TASK GOAL » Looking through the data below, work out how many lines have the word "trace". Reply with that number only.

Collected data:
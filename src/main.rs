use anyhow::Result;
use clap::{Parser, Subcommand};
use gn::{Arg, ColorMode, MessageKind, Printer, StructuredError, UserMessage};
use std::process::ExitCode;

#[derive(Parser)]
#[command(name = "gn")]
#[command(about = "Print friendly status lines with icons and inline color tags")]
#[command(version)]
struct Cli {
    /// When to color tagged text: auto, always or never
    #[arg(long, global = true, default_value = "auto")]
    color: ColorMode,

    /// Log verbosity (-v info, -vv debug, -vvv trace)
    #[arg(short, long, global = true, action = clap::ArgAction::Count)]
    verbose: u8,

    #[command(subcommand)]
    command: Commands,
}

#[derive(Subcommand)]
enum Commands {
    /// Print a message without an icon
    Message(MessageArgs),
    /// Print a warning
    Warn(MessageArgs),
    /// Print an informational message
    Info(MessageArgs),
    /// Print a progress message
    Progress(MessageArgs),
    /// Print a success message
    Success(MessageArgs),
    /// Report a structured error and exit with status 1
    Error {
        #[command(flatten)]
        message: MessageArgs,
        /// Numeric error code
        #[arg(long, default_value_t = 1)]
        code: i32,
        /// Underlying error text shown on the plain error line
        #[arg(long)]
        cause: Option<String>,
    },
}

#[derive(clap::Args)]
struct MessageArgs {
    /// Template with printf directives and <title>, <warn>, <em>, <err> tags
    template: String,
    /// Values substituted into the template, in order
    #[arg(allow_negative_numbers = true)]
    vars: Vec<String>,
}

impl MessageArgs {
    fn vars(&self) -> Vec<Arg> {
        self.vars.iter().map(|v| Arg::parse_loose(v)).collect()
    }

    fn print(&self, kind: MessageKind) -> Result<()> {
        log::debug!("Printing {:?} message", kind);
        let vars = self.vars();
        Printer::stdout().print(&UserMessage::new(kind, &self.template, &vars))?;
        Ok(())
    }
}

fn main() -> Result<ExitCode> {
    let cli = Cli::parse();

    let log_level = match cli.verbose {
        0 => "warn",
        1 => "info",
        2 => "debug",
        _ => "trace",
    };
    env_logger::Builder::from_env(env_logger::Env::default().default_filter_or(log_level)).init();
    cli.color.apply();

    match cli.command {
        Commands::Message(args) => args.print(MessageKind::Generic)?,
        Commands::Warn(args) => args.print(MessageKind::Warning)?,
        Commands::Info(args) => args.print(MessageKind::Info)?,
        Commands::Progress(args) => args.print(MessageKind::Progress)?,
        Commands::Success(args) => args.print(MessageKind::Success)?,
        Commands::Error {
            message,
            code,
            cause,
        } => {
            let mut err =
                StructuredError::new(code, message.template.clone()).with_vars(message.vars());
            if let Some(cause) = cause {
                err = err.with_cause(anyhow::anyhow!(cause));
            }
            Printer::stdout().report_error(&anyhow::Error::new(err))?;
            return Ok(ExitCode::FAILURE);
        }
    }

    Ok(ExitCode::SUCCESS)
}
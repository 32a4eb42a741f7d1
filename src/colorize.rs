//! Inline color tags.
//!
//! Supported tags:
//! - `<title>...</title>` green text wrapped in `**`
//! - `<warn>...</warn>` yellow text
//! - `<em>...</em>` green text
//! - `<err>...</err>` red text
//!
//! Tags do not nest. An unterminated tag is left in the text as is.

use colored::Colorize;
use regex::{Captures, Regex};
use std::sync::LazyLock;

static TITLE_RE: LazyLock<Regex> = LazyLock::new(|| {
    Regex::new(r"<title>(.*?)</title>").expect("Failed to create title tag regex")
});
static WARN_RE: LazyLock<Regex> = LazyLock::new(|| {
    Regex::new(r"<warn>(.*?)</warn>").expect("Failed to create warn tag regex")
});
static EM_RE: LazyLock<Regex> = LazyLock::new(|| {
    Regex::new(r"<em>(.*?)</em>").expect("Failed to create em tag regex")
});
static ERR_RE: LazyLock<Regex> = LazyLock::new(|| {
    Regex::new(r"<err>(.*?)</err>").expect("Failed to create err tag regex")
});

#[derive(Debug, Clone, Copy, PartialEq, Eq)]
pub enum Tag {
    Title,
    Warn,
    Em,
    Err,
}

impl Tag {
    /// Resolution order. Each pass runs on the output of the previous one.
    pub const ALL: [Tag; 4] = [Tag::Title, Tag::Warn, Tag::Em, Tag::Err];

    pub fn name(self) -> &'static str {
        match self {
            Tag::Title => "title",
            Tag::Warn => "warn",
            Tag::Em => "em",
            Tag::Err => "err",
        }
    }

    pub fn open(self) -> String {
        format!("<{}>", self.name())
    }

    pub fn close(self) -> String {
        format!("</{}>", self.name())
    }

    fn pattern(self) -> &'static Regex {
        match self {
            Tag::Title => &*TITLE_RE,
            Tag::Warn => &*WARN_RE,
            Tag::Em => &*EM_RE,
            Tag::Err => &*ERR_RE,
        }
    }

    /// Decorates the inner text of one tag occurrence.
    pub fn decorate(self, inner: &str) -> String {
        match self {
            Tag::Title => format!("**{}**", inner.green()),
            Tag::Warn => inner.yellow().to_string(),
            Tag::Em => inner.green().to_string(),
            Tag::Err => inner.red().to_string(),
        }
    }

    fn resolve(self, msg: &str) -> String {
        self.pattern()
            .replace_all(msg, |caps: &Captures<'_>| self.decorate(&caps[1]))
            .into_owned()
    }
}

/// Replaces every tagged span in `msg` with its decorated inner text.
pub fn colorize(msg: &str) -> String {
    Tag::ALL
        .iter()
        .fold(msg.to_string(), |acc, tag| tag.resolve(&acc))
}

ANSWER TO THIS EXERCISE » 2